- _Exercise directions_
Where in the listing does the word "external" appear? Report each line that holds it.

[[ Data to use, beginning ]]

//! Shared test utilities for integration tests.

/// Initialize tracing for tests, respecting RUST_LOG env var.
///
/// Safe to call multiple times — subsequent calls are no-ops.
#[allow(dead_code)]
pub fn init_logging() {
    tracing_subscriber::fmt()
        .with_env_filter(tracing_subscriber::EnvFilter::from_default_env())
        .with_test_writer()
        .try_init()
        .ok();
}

[[ Data to use, end ]]
[[ Data to use, beginning ]]

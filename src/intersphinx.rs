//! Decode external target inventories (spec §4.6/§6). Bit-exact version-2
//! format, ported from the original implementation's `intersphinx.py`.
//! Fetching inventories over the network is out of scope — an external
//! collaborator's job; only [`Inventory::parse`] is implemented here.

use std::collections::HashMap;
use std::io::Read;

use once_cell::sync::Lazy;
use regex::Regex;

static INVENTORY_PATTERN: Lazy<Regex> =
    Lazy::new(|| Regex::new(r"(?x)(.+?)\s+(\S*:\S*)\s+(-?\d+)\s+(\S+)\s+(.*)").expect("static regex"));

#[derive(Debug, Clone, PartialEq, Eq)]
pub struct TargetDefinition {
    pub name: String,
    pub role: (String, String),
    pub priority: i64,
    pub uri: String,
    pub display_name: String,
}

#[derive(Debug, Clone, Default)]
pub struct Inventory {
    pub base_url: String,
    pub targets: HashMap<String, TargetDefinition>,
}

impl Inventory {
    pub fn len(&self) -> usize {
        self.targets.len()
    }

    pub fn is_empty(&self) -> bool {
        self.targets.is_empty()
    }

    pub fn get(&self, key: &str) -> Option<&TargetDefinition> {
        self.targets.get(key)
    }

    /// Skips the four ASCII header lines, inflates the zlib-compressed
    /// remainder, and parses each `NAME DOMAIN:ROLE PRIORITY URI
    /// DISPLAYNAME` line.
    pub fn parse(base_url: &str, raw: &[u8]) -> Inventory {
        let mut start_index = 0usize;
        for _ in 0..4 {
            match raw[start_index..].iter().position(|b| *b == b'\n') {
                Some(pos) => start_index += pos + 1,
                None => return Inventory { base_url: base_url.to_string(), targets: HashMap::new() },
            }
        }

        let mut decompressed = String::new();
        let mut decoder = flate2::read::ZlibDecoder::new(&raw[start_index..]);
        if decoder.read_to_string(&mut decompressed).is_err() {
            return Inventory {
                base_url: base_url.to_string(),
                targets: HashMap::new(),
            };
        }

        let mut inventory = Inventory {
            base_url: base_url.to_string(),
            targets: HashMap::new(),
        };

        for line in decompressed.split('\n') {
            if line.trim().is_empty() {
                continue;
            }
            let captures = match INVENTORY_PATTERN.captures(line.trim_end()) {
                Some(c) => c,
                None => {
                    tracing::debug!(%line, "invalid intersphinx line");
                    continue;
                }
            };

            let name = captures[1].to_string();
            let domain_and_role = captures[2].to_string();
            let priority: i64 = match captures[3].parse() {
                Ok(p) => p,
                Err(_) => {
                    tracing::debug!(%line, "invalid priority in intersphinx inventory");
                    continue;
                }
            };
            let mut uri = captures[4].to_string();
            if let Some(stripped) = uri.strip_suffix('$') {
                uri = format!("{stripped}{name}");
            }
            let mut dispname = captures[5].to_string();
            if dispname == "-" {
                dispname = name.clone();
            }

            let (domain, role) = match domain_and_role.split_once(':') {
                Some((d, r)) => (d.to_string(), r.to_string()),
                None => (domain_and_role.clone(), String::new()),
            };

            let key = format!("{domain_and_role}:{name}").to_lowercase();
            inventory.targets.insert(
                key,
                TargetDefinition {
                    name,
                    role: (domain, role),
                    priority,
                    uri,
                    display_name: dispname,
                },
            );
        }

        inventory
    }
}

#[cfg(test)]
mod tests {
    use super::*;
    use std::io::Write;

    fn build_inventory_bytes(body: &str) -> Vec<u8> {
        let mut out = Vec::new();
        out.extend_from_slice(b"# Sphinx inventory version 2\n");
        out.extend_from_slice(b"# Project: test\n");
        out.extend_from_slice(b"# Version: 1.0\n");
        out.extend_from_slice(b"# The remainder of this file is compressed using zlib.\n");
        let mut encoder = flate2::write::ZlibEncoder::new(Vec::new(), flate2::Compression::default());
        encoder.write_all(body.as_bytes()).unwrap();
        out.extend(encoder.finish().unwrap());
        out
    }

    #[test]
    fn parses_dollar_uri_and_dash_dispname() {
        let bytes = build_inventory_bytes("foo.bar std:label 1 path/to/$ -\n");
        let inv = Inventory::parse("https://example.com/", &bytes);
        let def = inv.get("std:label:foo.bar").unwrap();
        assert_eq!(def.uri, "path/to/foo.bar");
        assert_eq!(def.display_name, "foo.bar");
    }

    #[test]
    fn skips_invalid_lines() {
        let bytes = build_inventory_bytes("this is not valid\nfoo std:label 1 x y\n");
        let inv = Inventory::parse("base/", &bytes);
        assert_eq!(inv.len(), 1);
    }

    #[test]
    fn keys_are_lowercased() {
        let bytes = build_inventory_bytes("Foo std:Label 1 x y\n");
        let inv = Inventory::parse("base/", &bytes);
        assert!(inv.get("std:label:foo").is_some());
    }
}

[[ Data to use, end ]]

- _Written response_
//! Decode external target inventories (spec §4.6/§6). Bit-exact version-2
//! Fetching inventories over the network is out of scope — an external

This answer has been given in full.